Blue Beetle | Review by: Amanda Guarragi

 This year has been an interesting year for comic book films. To say that it has been hard for comic book movies out there is an understatement because, for some reason, they aren’t generating the same turnout as in previous years. We’ve learned this year that it’s not about the repetitive use of the conventions in the genre that is turning audiences away from watching the films. It’s because the characters are not connecting with audiences for them to come back and watch them. Guardians of the Galaxy Vol. 3 and Across the Spider-Verse are the exceptions. And now, we can add Blue Beetle to that list. The emotional connection to the characters is the glue that holds these films together. This is an introduction to Jaime Reyes (Xolo Maridueña), and there is a familiarity to his character’s journey that instantly makes you root for him. 

Director Angel Manuel Soto was the perfect choice to bring Blue Beetle to the big screen because he incorporated his distinct style to create the world for Jaime Reyes.

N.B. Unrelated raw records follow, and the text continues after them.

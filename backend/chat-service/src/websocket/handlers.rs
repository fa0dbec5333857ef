use std::sync::Arc;

use chrono::Utc;
use uuid::Uuid;

use crate::models::NewChatMessage;
use crate::services::ChatStore;
use crate::websocket::message_types::{
    AckStatus, ChatType, LastMessage, SendMessagePayload, WsInboundEvent, WsOutboundEvent,
};
use crate::websocket::{ConnectionRegistry, SubscriberId};

/// Dispatch one parsed client event. Runs off the actor thread so slow
/// database work never blocks the socket's read loop.
pub async fn handle_event(
    event: WsInboundEvent,
    user_id: Uuid,
    subscriber_id: SubscriberId,
    registry: ConnectionRegistry,
    messages: Arc<dyn ChatStore>,
) {
    match event {
        WsInboundEvent::JoinRoom { room_id } => {
            registry.join_room(&room_id, subscriber_id).await;
            send_room_event(
                &registry,
                &room_id,
                &WsOutboundEvent::UserJoined {
                    user_id,
                    room_id: room_id.clone(),
                },
            )
            .await;
        }
        // Leaving is silent; clients do not get a counterpart to userJoined.
        WsInboundEvent::LeaveRoom { room_id } => {
            registry.leave_room(&room_id, subscriber_id).await;
        }
        WsInboundEvent::SendMessage(payload) => {
            handle_send_message(payload, user_id, subscriber_id, &registry, messages.as_ref())
                .await;
        }
        WsInboundEvent::GroupCreated { group } => {
            let event = WsOutboundEvent::GroupCreated { group };
            if let Ok(body) = serde_json::to_string(&event) {
                registry.broadcast_all(body).await;
            }
        }
    }
}

async fn handle_send_message(
    payload: SendMessagePayload,
    user_id: Uuid,
    subscriber_id: SubscriberId,
    registry: &ConnectionRegistry,
    messages: &dyn ChatStore,
) {
    if let Err(reason) = payload.validate(user_id) {
        ack_error(registry, subscriber_id, &payload.ack_id, reason).await;
        return;
    }

    if let Some(group_id) = payload.group_id {
        match messages.is_group_member(group_id, payload.sender_id).await {
            Ok(true) => {}
            Ok(false) => {
                ack_error(
                    registry,
                    subscriber_id,
                    &payload.ack_id,
                    "sender is not a member of this group".to_string(),
                )
                .await;
                return;
            }
            Err(e) => {
                tracing::error!(error = %e, %group_id, "membership check failed");
                ack_error(
                    registry,
                    subscriber_id,
                    &payload.ack_id,
                    "failed to save message".to_string(),
                )
                .await;
                return;
            }
        }
    }

    let new_message = NewChatMessage {
        sender_id: payload.sender_id,
        receiver_id: payload.receiver_id,
        group_id: payload.group_id,
        content: payload.message.clone(),
        received: false,
    };

    let view = match messages.create(new_message).await {
        Ok(view) => view,
        Err(e) => {
            tracing::error!(error = %e, "failed to persist chat message");
            ack_error(
                registry,
                subscriber_id,
                &payload.ack_id,
                "failed to save message".to_string(),
            )
            .await;
            return;
        }
    };

    send_room_event(
        registry,
        &payload.room_id,
        &WsOutboundEvent::Message {
            message: view.clone(),
        },
    )
    .await;

    notify_chat_updated(registry, messages, &payload).await;

    let ack = WsOutboundEvent::Ack {
        ack_id: payload.ack_id.clone(),
        status: AckStatus::Success,
        message_id: Some(view.id),
        error: None,
    };
    send_subscriber_event(registry, subscriber_id, &ack).await;
}

/// Push chatUpdated to the participants of the conversation, not the
/// whole server. Group sends target every durable member; direct sends
/// target both parties, each keyed by the other.
async fn notify_chat_updated(
    registry: &ConnectionRegistry,
    messages: &dyn ChatStore,
    payload: &SendMessagePayload,
) {
    let updated_at = Utc::now();

    if let Some(group_id) = payload.group_id {
        let members = match messages.group_member_ids(group_id).await {
            Ok(members) => members,
            Err(e) => {
                tracing::warn!(error = %e, %group_id, "could not load members for chat update");
                return;
            }
        };
        let event = WsOutboundEvent::ChatUpdated {
            chat_id: group_id,
            last_message: LastMessage {
                content: payload.message.clone(),
            },
            updated_at,
            chat_type: ChatType::Group,
        };
        if let Ok(body) = serde_json::to_string(&event) {
            for member in members {
                registry.send_to_user(member, body.clone()).await;
            }
        }
    } else if let Some(receiver_id) = payload.receiver_id {
        for (target, chat_id) in direct_chat_updates(payload.sender_id, receiver_id) {
            let event = WsOutboundEvent::ChatUpdated {
                chat_id,
                last_message: LastMessage {
                    content: payload.message.clone(),
                },
                updated_at,
                chat_type: ChatType::Individual,
            };
            if let Ok(body) = serde_json::to_string(&event) {
                registry.send_to_user(target, body).await;
            }
        }
    }
}

/// For a direct message, each participant's chat list keys the
/// conversation by the other party.
pub fn direct_chat_updates(sender: Uuid, receiver: Uuid) -> [(Uuid, Uuid); 2] {
    [(sender, receiver), (receiver, sender)]
}

async fn ack_error(
    registry: &ConnectionRegistry,
    subscriber_id: SubscriberId,
    ack_id: &str,
    error: String,
) {
    let ack = WsOutboundEvent::Ack {
        ack_id: ack_id.to_string(),
        status: AckStatus::Error,
        message_id: None,
        error: Some(error),
    };
    send_subscriber_event(registry, subscriber_id, &ack).await;
}

async fn send_room_event(registry: &ConnectionRegistry, room: &str, event: &WsOutboundEvent) {
    match serde_json::to_string(event) {
        Ok(body) => registry.broadcast_room(room, body).await,
        Err(e) => tracing::error!(error = %e, "failed to serialize outbound event"),
    }
}

async fn send_subscriber_event(
    registry: &ConnectionRegistry,
    subscriber_id: SubscriberId,
    event: &WsOutboundEvent,
) {
    match serde_json::to_string(event) {
        Ok(body) => registry.send_to_subscriber(subscriber_id, body).await,
        Err(e) => tracing::error!(error = %e, "failed to serialize outbound event"),
    }
}
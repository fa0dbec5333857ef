use dotenvy::dotenv;
use std::env;

use crate::error::AppError;

#[derive(Debug, Clone)]
pub struct Config {
    pub port: u16,
    pub database_url: String,
    pub database_max_connections: u32,
    pub jwt_secret: String,
    /// Upper bound on concurrent per-recipient feed writes during fan-out.
    pub fanout_concurrency: usize,
    pub cors_origin: Option<String>,
}

impl Config {
    pub fn from_env() -> Result<Self, AppError> {
        dotenv().ok();

        let port = env::var("APP_PORT")
            .unwrap_or_else(|_| "8080".to_string())
            .parse()
            .map_err(|e| AppError::Config(format!("invalid APP_PORT: {e}")))?;

        let database_url = env::var("DATABASE_URL")
            .map_err(|_| AppError::Config("DATABASE_URL is required".to_string()))?;

        let database_max_connections = env::var("DATABASE_MAX_CONNECTIONS")
            .unwrap_or_else(|_| "10".to_string())
            .parse()
            .map_err(|e| AppError::Config(format!("invalid DATABASE_MAX_CONNECTIONS: {e}")))?;

        let jwt_secret = env::var("JWT_SECRET")
            .map_err(|_| AppError::Config("JWT_SECRET is required".to_string()))?;

        let fanout_concurrency: usize = env::var("FANOUT_CONCURRENCY")
            .unwrap_or_else(|_| "8".to_string())
            .parse()
            .map_err(|e| AppError::Config(format!("invalid FANOUT_CONCURRENCY: {e}")))?;

        Ok(Self {
            port,
            database_url,
            database_max_connections,
            jwt_secret,
            fanout_concurrency: fanout_concurrency.max(1),
            cors_origin: env::var("CORS_ORIGIN").ok(),
        })
    }
}
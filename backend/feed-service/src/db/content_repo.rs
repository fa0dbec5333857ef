use async_trait::async_trait;
use chrono::{DateTime, Utc};
use sqlx::PgPool;
use uuid::Uuid;

use crate::error::AppError;
use crate::models::{ForumSummary, PostRecord, PostView, ReplyRecord, ReplyView, UserSummary};
use crate::services::ContentStore;

#[derive(Debug, sqlx::FromRow)]
struct PostViewRow {
    id: Uuid,
    content: String,
    created_at: DateTime<Utc>,
    updated_at: DateTime<Utc>,
    author_id: Uuid,
    author_username: String,
    author_role: String,
    forum_id: Option<Uuid>,
    forum_title: Option<String>,
}

impl From<PostViewRow> for PostView {
    fn from(row: PostViewRow) -> Self {
        let forum = match (row.forum_id, row.forum_title) {
            (Some(id), Some(title)) => Some(ForumSummary { id, title }),
            _ => None,
        };
        PostView {
            id: row.id,
            content: row.content,
            author: UserSummary {
                id: row.author_id,
                username: row.author_username,
                role: row.author_role,
            },
            forum,
            created_at: row.created_at,
            updated_at: row.updated_at,
        }
    }
}

#[derive(Debug, sqlx::FromRow)]
struct ReplyViewRow {
    id: Uuid,
    content: String,
    post_id: Uuid,
    created_at: DateTime<Utc>,
    updated_at: DateTime<Utc>,
    author_id: Uuid,
    author_username: String,
    author_role: String,
}

impl From<ReplyViewRow> for ReplyView {
    fn from(row: ReplyViewRow) -> Self {
        ReplyView {
            id: row.id,
            content: row.content,
            post_id: row.post_id,
            author: UserSummary {
                id: row.author_id,
                username: row.author_username,
                role: row.author_role,
            },
            created_at: row.created_at,
            updated_at: row.updated_at,
        }
    }
}

const POST_VIEW_SELECT: &str = r#"
    SELECT p.id, p.content, p.created_at, p.updated_at,
           u.id AS author_id, u.username AS author_username, u.role AS author_role,
           f.id AS forum_id, f.title AS forum_title
    FROM posts p
    JOIN users u ON u.id = p.user_id
    LEFT JOIN forums f ON f.id = p.forum_id
"#;

const REPLY_VIEW_SELECT: &str = r#"
    SELECT r.id, r.content, r.post_id, r.created_at, r.updated_at,
           u.id AS author_id, u.username AS author_username, u.role AS author_role
    FROM replies r
    JOIN users u ON u.id = r.user_id
"#;

/// Posts and replies inside discussion forums. Deletes are plain row deletes
/// on purpose: feed entries and child replies are left behind as orphans and
/// the reader tolerates them.
#[derive(Clone)]
pub struct ContentRepository {
    pool: PgPool,
}

impl ContentRepository {
    pub fn new(pool: PgPool) -> Self {
        Self { pool }
    }

    pub async fn forum_exists(&self, forum_id: Uuid) -> Result<bool, AppError> {
        let exists: bool =
            sqlx::query_scalar(r#"SELECT EXISTS(SELECT 1 FROM forums WHERE id = $1)"#)
                .bind(forum_id)
                .fetch_one(&self.pool)
                .await?;
        Ok(exists)
    }

    pub async fn create_post(
        &self,
        author_id: Uuid,
        forum_id: Uuid,
        content: &str,
    ) -> Result<PostRecord, AppError> {
        let post = sqlx::query_as::<_, PostRecord>(
            r#"
            INSERT INTO posts (id, user_id, forum_id, content)
            VALUES ($1, $2, $3, $4)
            RETURNING id, user_id, forum_id, content, created_at, updated_at
            "#,
        )
        .bind(Uuid::new_v4())
        .bind(author_id)
        .bind(forum_id)
        .bind(content)
        .fetch_one(&self.pool)
        .await?;

        Ok(post)
    }

    pub async fn post_record(&self, id: Uuid) -> Result<Option<PostRecord>, AppError> {
        let post = sqlx::query_as::<_, PostRecord>(
            r#"
            SELECT id, user_id, forum_id, content, created_at, updated_at
            FROM posts WHERE id = $1
            "#,
        )
        .bind(id)
        .fetch_optional(&self.pool)
        .await?;

        Ok(post)
    }

    pub async fn update_post_content(
        &self,
        id: Uuid,
        content: &str,
    ) -> Result<Option<PostRecord>, AppError> {
        let post = sqlx::query_as::<_, PostRecord>(
            r#"
            UPDATE posts SET content = $2, updated_at = NOW()
            WHERE id = $1
            RETURNING id, user_id, forum_id, content, created_at, updated_at
            "#,
        )
        .bind(id)
        .bind(content)
        .fetch_optional(&self.pool)
        .await?;

        Ok(post)
    }

    pub async fn delete_post(&self, id: Uuid) -> Result<bool, AppError> {
        let result = sqlx::query(r#"DELETE FROM posts WHERE id = $1"#)
            .bind(id)
            .execute(&self.pool)
            .await?;
        Ok(result.rows_affected() > 0)
    }

    pub async fn posts_by_forum(&self, forum_id: Uuid) -> Result<Vec<PostView>, AppError> {
        let query = format!("{POST_VIEW_SELECT} WHERE p.forum_id = $1 ORDER BY p.created_at DESC");
        let rows = sqlx::query_as::<_, PostViewRow>(&query)
            .bind(forum_id)
            .fetch_all(&self.pool)
            .await?;
        Ok(rows.into_iter().map(PostView::from).collect())
    }

    pub async fn create_reply(
        &self,
        author_id: Uuid,
        post_id: Uuid,
        content: &str,
    ) -> Result<ReplyRecord, AppError> {
        let reply = sqlx::query_as::<_, ReplyRecord>(
            r#"
            INSERT INTO replies (id, post_id, user_id, content)
            VALUES ($1, $2, $3, $4)
            RETURNING id, post_id, user_id, content, created_at, updated_at
            "#,
        )
        .bind(Uuid::new_v4())
        .bind(post_id)
        .bind(author_id)
        .bind(content)
        .fetch_one(&self.pool)
        .await?;

        Ok(reply)
    }

    pub async fn reply_record(&self, id: Uuid) -> Result<Option<ReplyRecord>, AppError> {
        let reply = sqlx::query_as::<_, ReplyRecord>(
            r#"
            SELECT id, post_id, user_id, content, created_at, updated_at
            FROM replies WHERE id = $1
            "#,
        )
        .bind(id)
        .fetch_optional(&self.pool)
        .await?;

        Ok(reply)
    }

    pub async fn update_reply_content(
        &self,
        id: Uuid,
        content: &str,
    ) -> Result<Option<ReplyRecord>, AppError> {
        let reply = sqlx::query_as::<_, ReplyRecord>(
            r#"
            UPDATE replies SET content = $2, updated_at = NOW()
            WHERE id = $1
            RETURNING id, post_id, user_id, content, created_at, updated_at
            "#,
        )
        .bind(id)
        .bind(content)
        .fetch_optional(&self.pool)
        .await?;

        Ok(reply)
    }

    pub async fn delete_reply(&self, id: Uuid) -> Result<bool, AppError> {
        let result = sqlx::query(r#"DELETE FROM replies WHERE id = $1"#)
            .bind(id)
            .execute(&self.pool)
            .await?;
        Ok(result.rows_affected() > 0)
    }

    pub async fn replies_by_post(&self, post_id: Uuid) -> Result<Vec<ReplyView>, AppError> {
        let query = format!("{REPLY_VIEW_SELECT} WHERE r.post_id = $1 ORDER BY r.created_at ASC");
        let rows = sqlx::query_as::<_, ReplyViewRow>(&query)
            .bind(post_id)
            .fetch_all(&self.pool)
            .await?;
        Ok(rows.into_iter().map(ReplyView::from).collect())
    }
}

#[async_trait]
impl ContentStore for ContentRepository {
    async fn post_view(&self, id: Uuid) -> Result<Option<PostView>, AppError> {
        let query = format!("{POST_VIEW_SELECT} WHERE p.id = $1");
        let row = sqlx::query_as::<_, PostViewRow>(&query)
            .bind(id)
            .fetch_optional(&self.pool)
            .await?;
        Ok(row.map(PostView::from))
    }

    async fn reply_view(&self, id: Uuid) -> Result<Option<ReplyView>, AppError> {
        let query = format!("{REPLY_VIEW_SELECT} WHERE r.id = $1");
        let row = sqlx::query_as::<_, ReplyViewRow>(&query)
            .bind(id)
            .fetch_optional(&self.pool)
            .await?;
        Ok(row.map(ReplyView::from))
    }
}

Over the years, comic book fans have gotten to know Jaime Reyes through the comics, animated series of Justice League or even the Injustice games. Manuel Soto pulled a bit of something from every piece of media we’ve seen Blue Beetle in while adding himself to the mix. The importance of showing Latino culture with Jaime Reyes adds a layer of community and family that is integral to the character development of Jaime Reyes. Without the Reyes family, he would not become the hero he needed to be. The family unit is the most important aspect of this film. The love they have for each other is what will keep audiences invested in this journey. The banter between the Reyes family and the connection Jaime has with his Uncle Rudy (George Lopez) is the beating heart of this film. Without them, this wouldn’t have been as enjoyable. 

Sadly, the main issue with Blue Beetle is the script and how they developed the villain Victoria Kord (Susan Sarandon). Kord Industries is developing a new wave of robotic technology to create an army. Victoria had stolen the design from Ted Kord, who has mysteriously vanished. He had found this alien scarab that he studied and made technological weaponry to compliment his suit. Victoria has used this for evil and needs the energy from the scarab to complete the process. Unfortunately for her, the scarab chooses Jaime Reyes, fresh out of law school and trying to find his purpose in life. He becomes the symbiotic host who has to adjust to the technology by working with it. Much like Eddie Brock and Venom becoming one. The story with Victoria was weak and repetitive, which led to the third act feeling overly long. What was sprinkled in effectively was the fight sequences with Reyes for him to get to know the symbiote.